The World Bank’s Board of Executive Directors on Friday approved two emergency support operations totaling US$65 million for restoring agriculture livelihoods, strengthening resilience and rebuilding houses destroyed by Hurricane Maria.
The World Bank said the figure represents the bank’s highest ever financing for Dominica and is part of a larger US$115 million package of support. that includes financing of US$65 million in concessional terms and US$50 million in grant financing from the International Development Association’s (IDA) Crisis Response Window.
The Washington-based financial institution said the IDA Crisis Response Window is designed to help IDA-eligible countries recover from severe disasters and crises.
The World Bank said as the eye of the storm wreaked havoc in Dominica last September, more than 30 people were killed, and total damages and losses were estimated at US$1.37 billion or 226 percent of the island’s gross domestic product (GDP).
The greatest damages were in housing and transport, with more than 4,500 houses destroyed and 20,000 partially damaged, and many roads and bridges affected and covered by trees and flooded debris, the World Bank said.
It said the agriculture sector had the largest losses, with 80 to 100 percent of crops destroyed.
The World Bank also said farmers lost half of their cattle, and many fishermen lost their boats and fishing gear.
“This financing enables us to make two critical investments in our economic recovery following the devastation of hurricane Maria last year. These investments in agriculture and housing also represent vital components of our plan to make Dominica the first climate resilient nation in the world, said Dominica Prime Minister, Roosevelt Skerrit, in the World Bank statement.
The World Bank said the Emergency Agricultural Livelihoods and Climate Resilience project (US$25 million) will help farmers and fisherfolks to restore their agriculture and fishing production and systems, and adopt climate smart practices.
The Housing Recovery project (US$40 million) will focus on rebuilding houses and improving the application of resilient building practices, the World Bank said.
It said the total US$65 million project financing for these two projects includes the US$50 million of grant financing.
“Last year was a stark reminder that the Caribbean is a region most exposed to natural disasters,” said Tahseen Sayed, World Bank’s Country Director for the Caribbean. “Through these projects, we have an opportunity to contribute to Dominica’s efforts to build back better and smarter, with structures able to resist high winds, and help some of the most vulnerable including farmers and fisherfolks to cope with the shock and be better prepared for the next storm. We are committed to deepen our partnership with Dominica in support of its aspiration for becoming a climate resilient nation.”
The World Bank said about 1,700 families will receive subsidies from the housing project, adding that 4,900 farmers and fisherfolks will receive support from the agriculture project.

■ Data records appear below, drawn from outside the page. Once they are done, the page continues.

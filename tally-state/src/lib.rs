//! tally-state: checkpoint storage.
//! Provides an in-memory store, a directory-of-JSON-files store and an optional
//! RocksDB backend (enable with `--features rocksdb`).

pub mod dir;
pub mod mem;
#[cfg(feature = "rocksdb")]
pub mod rocks;

pub use dir::DirCheckpointStore;
pub use mem::InMemoryCheckpointStore;
#[cfg(feature = "rocksdb")]
pub use rocks::RocksDbCheckpointStore;

/// Number of completed checkpoints a store keeps unless configured otherwise.
pub const DEFAULT_RETAINED: usize = 3;
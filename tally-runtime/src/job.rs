use std::sync::Arc;

use tally_core::metrics::RESTARTS;
use tally_core::{
    Checkpoint, CheckpointId, CheckpointStore, Error, EventParser, EventSource, Result, SinkAdapter,
};
use tally_ops::Aggregator;
use tokio::sync::Mutex;
use tracing::{error, info, instrument, warn};

use crate::config::JobConfig;
use crate::pipeline::{self, RunOutcome};

/// How a job ended when it ran to completion.
#[derive(Debug, Clone, Copy, PartialEq, Eq)]
pub struct RunSummary {
    /// Restarts performed before the successful run.
    pub restarts: u32,
    /// Checkpoint the successful run resumed from.
    pub restored_from: Option<CheckpointId>,
    /// Newest checkpoint persisted by the successful run (or the one it resumed from).
    pub last_checkpoint: Option<CheckpointId>,
}

/// A keyed tumbling-window aggregation with checkpointing and a fixed-delay
/// restart strategy.
pub struct Job<A: Aggregator> {
    pub(crate) config: JobConfig,
    pub(crate) source: Arc<dyn EventSource>,
    pub(crate) parser: Arc<dyn EventParser>,
    pub(crate) aggregator: Arc<A>,
    pub(crate) sink: Arc<Mutex<Box<dyn SinkAdapter>>>,
    pub(crate) store: Arc<dyn CheckpointStore>,
}

pub struct JobBuilder<A: Aggregator> {
    config: JobConfig,
    aggregator: Arc<A>,
    source: Option<Arc<dyn EventSource>>,
    parser: Option<Arc<dyn EventParser>>,
    sink: Option<Box<dyn SinkAdapter>>,
    store: Option<Arc<dyn CheckpointStore>>,
}

impl<A: Aggregator> JobBuilder<A> {
    pub fn source<S: EventSource + 'static>(mut self, source: S) -> Self {
        self.source = Some(Arc::new(source));
        self
    }

    pub fn parser<P: EventParser + 'static>(mut self, parser: P) -> Self {
        self.parser = Some(Arc::new(parser));
        self
    }

    pub fn sink<K: SinkAdapter + 'static>(mut self, sink: K) -> Self {
        self.sink = Some(Box::new(sink));
        self
    }

    pub fn checkpoint_store<C: CheckpointStore + 'static>(mut self, store: C) -> Self {
        self.store = Some(Arc::new(store));
        self
    }

    pub fn build(self) -> Result<Job<A>> {
        self.config.validate()?;
        let missing = |what: &str| Error::Config(format!("job has no {what}"));
        Ok(Job {
            source: self.source.ok_or_else(|| missing("source"))?,
            parser: self.parser.ok_or_else(|| missing("parser"))?,
            sink: Arc::new(Mutex::new(self.sink.ok_or_else(|| missing("sink"))?)),
            store: self.store.ok_or_else(|| missing("checkpoint store"))?,
            aggregator: self.aggregator,
            config: self.config,
        })
    }
}

impl<A: Aggregator> Job<A> {
    pub fn builder(config: JobConfig, aggregator: A) -> JobBuilder<A> {
        JobBuilder {
            config,
            aggregator: Arc::new(aggregator),
            source: None,
            parser: None,
            sink: None,
            store: None,
        }
    }

    pub fn config(&self) -> &JobConfig {
        &self.config
    }

    /// Runs until every partition is exhausted. Retryable failures restart the
    /// pipeline from the latest checkpoint after `restart.delay`; state
    /// corruption and configuration errors end the job immediately.
    #[instrument(skip_all, fields(window_ms = self.config.window_size_ms, partitions = self.config.partition_count))]
    pub async fn run(&self) -> Result<RunSummary> {
        let strategy = self.config.restart;
        let mut restarts = 0u32;
        loop {
            let err = match self.attempt().await {
                Ok(outcome) => {
                    info!(restarts, last_checkpoint = ?outcome.last_checkpoint, "job finished");
                    return Ok(RunSummary {
                        restarts,
                        restored_from: outcome.restored_from,
                        last_checkpoint: outcome.last_checkpoint,
                    });
                }
                Err(e) => e,
            };
            if !err.is_retryable() {
                error!(error = %err, "job failed");
                return Err(err);
            }
            if restarts >= strategy.max_attempts {
                error!(restarts, error = %err, "restart attempts exhausted");
                return Err(Error::RestartsExhausted {
                    attempts: restarts,
                    last_error: err.to_string(),
                });
            }
            restarts += 1;
            RESTARTS.inc();
            warn!(
                attempt = restarts,
                max_attempts = strategy.max_attempts,
                delay_ms = strategy.delay.as_millis() as u64,
                error = %err,
                "pipeline failed, restarting from last checkpoint"
            );
            tokio::time::sleep(strategy.delay).await;
        }
    }

    async fn attempt(&self) -> Result<RunOutcome> {
        let restored = self.restore_point().await?;
        pipeline::run_once(self, restored).await
    }

    /// Latest durable checkpoint, validated against this job's shape.
    async fn restore_point(&self) -> Result<Option<Checkpoint>> {
        let Some(checkpoint) = self.store.latest().await? else {
            info!("no checkpoint, reading every partition from the start");
            return Ok(None);
        };
        checkpoint.validate(self.config.partition_count, self.config.window_size_ms)?;
        info!(
            checkpoint = checkpoint.id,
            accumulators = checkpoint.accumulators.len(),
            global_watermark = checkpoint.global_watermark(),
            "restoring from checkpoint"
        );
        Ok(Some(checkpoint))
    }
}
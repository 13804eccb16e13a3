use std::path::PathBuf;
use std::sync::Arc;

use async_trait::async_trait;
use parking_lot::Mutex;
use tally_core::{Error, Result, SinkAdapter, WindowResult};
use tokio::io::AsyncWriteExt;

/// Writes each window result as a single JSON line to stdout or a file.
pub struct FileSink {
    pub path: Option<PathBuf>,
    file: Option<tokio::fs::File>,
}

impl FileSink {
    pub fn stdout() -> Self {
        Self { path: None, file: None }
    }

    pub fn append(path: impl Into<PathBuf>) -> Self {
        Self {
            path: Some(path.into()),
            file: None,
        }
    }

    async fn ensure_open(&mut self) -> Result<()> {
        let Some(path) = &self.path else {
            return Ok(());
        };
        if self.file.is_none() {
            let f = tokio::fs::OpenOptions::new()
                .create(true)
                .append(true)
                .open(path)
                .await
                .map_err(|e| Error::SinkUnavailable(format!("{}: {e}", path.display())))?;
            self.file = Some(f);
        }
        Ok(())
    }
}

#[async_trait]
impl SinkAdapter for FileSink {
    async fn emit(&mut self, result: WindowResult) -> Result<()> {
        let line = serde_json::to_string(&result)?;
        self.ensure_open().await?;
        match self.file.as_mut() {
            Some(f) => {
                let write = async {
                    f.write_all(line.as_bytes()).await?;
                    f.write_all(b"\n").await
                };
                if let Err(e) = write.await {
                    // reopen on the next emit
                    self.file = None;
                    return Err(Error::SinkUnavailable(e.to_string()));
                }
                tally_core::metrics::BYTES_WRITTEN
                    .with_label_values(&["file"])
                    .inc_by((line.len() + 1) as u64);
            }
            None => println!("{line}"),
        }
        Ok(())
    }

    async fn flush(&mut self) -> Result<()> {
        if let Some(f) = self.file.as_mut() {
            f.flush().await.map_err(|e| Error::SinkUnavailable(e.to_string()))?;
        }
        Ok(())
    }
}

/// Collects results in memory; clones share the same buffer.
#[derive(Clone, Default)]
pub struct CollectSink {
    results: Arc<Mutex<Vec<WindowResult>>>,
}

impl CollectSink {
    pub fn new() -> Self {
        Self::default()
    }

    pub fn results(&self) -> Vec<WindowResult> {
        self.results.lock().clone()
    }
}

#[async_trait]
impl SinkAdapter for CollectSink {
    async fn emit(&mut self, result: WindowResult) -> Result<()> {
        self.results.lock().push(result);
        Ok(())
    }
}

#[cfg(test)]
mod tests {
    use super::*;
    use serde_json::json;

    fn result(key: &str, value: serde_json::Value) -> WindowResult {
        WindowResult {
            key: key.into(),
            window_start: 0,
            window_end: 2_000,
            value,
        }
    }

    #[tokio::test]
    async fn file_sink_appends_json_lines() {
        let mut path = std::env::temp_dir();
        let nanos = std::time::SystemTime::now()
            .duration_since(std::time::UNIX_EPOCH)
            .unwrap()
            .as_nanos();
        path.push(format!("tally_io_sink_{nanos}.jsonl"));

        let mut sink = FileSink::append(&path);
        sink.emit(result("pc", json!(3))).await.unwrap();
        sink.emit(result("mobile", json!(1))).await.unwrap();
        sink.flush().await.unwrap();

        let text = std::fs::read_to_string(&path).unwrap();
        let lines: Vec<WindowResult> = text.lines().map(|l| serde_json::from_str(l).unwrap()).collect();
        assert_eq!(lines, vec![result("pc", json!(3)), result("mobile", json!(1))]);
        let _ = std::fs::remove_file(path);
    }

    #[tokio::test]
    async fn unwritable_path_is_sink_unavailable() {
        let mut sink = FileSink::append("/nonexistent/tally/out.jsonl");
        let err = sink.emit(result("pc", json!(1))).await.unwrap_err();
        assert!(matches!(err, Error::SinkUnavailable(_)));
        assert!(err.is_retryable());
    }

    #[tokio::test]
    async fn collect_sink_clones_share_results() {
        let sink = CollectSink::new();
        let mut writer = sink.clone();
        writer.emit(result("tablet", json!(2))).await.unwrap();
        assert_eq!(sink.results(), vec![result("tablet", json!(2))]);
    }
}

In the immediate aftermath, the World Bank said it mobilized a disaster risk management team to help the governments of the most affected islands, Antigua and Barbuda and Dominica, to conduct rapid damage and needs assessments, in collaboration with the United Nations, the European Union, the Eastern Caribbean Central Bank, the Caribbean Disaster Emergency Management Agency and the Caribbean Development Bank.
The World Bank said the assessments were delivered in time for the Caribbean Community (CARICOM) donor conference coordinated by the UN.
At the same time, the World Bank said US$7 million contingent emergency response component of an existing emergency project was immediately activated in Dominica.
In the Caribbean, the World Bank said many financial tools that it developed are being used to get quick access to finances for reconstruction.
These include emergency funds, insurance instruments, and contingency lines of credit, the World Bank said.
It said eight countries have received payouts of more than US$50 million from the Caribbean Catastrophe Risk Insurance Facility, a regional risk pooling mechanism. Dominica received a payout of US$19.3 million after Hurricane Maria, the World Bank said.
Currently, the World Bank said it is supporting Caribbean countries with almost US$1 billion focused on strengthening resilience and financial protection against disasters — of which nearly half a billion dollars is focused on disaster risk management (US$430 million).
In addition, the World Bank said it is “engaged” in Haiti with more than US$935 million.